[[ The data open ]]

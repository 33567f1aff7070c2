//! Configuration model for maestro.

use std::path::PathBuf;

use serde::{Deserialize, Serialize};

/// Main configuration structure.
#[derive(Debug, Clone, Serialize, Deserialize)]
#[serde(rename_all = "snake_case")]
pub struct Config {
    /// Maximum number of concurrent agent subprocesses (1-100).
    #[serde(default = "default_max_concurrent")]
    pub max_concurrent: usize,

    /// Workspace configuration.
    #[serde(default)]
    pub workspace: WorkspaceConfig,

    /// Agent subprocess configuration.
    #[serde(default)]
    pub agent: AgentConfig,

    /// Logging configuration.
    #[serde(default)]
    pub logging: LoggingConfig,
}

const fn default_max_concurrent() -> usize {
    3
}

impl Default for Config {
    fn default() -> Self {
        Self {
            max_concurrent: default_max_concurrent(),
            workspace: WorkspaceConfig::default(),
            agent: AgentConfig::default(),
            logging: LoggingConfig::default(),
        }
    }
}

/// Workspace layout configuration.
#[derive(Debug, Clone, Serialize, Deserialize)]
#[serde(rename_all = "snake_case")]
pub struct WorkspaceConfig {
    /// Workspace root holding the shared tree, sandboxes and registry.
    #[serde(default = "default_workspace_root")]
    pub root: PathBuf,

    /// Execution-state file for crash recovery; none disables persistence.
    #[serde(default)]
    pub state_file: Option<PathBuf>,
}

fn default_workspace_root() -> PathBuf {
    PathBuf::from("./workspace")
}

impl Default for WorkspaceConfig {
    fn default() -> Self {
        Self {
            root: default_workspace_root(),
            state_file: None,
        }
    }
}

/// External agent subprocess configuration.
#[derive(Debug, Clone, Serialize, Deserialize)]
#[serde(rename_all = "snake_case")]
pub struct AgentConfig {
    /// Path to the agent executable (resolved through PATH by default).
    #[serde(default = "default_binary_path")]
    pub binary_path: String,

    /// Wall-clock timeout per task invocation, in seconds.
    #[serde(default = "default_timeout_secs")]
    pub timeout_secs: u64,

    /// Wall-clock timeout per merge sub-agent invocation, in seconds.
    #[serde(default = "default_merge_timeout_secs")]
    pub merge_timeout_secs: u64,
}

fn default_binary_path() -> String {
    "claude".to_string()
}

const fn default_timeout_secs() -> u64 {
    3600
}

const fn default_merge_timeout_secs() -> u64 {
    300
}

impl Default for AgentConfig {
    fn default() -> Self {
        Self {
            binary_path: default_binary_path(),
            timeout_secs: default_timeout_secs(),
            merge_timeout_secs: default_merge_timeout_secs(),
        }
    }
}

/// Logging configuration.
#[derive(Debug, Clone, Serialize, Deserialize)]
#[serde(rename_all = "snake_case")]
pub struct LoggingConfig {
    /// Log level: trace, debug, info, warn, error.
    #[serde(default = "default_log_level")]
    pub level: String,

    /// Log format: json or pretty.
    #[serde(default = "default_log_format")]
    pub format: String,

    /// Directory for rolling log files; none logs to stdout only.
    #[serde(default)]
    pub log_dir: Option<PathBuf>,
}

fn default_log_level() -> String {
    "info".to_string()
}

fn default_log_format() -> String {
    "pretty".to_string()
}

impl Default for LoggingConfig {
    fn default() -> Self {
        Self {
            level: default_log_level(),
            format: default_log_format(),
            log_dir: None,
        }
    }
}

[[ The data closed ]]

[Task brief] Wherever the string "WorkspaceConfig" appears in the data above, copy the line it sits in.

[Answer below]
    pub workspace: WorkspaceConfig,
            workspace: WorkspaceConfig::default(),
pub struct WorkspaceConfig {
impl Default for WorkspaceConfig {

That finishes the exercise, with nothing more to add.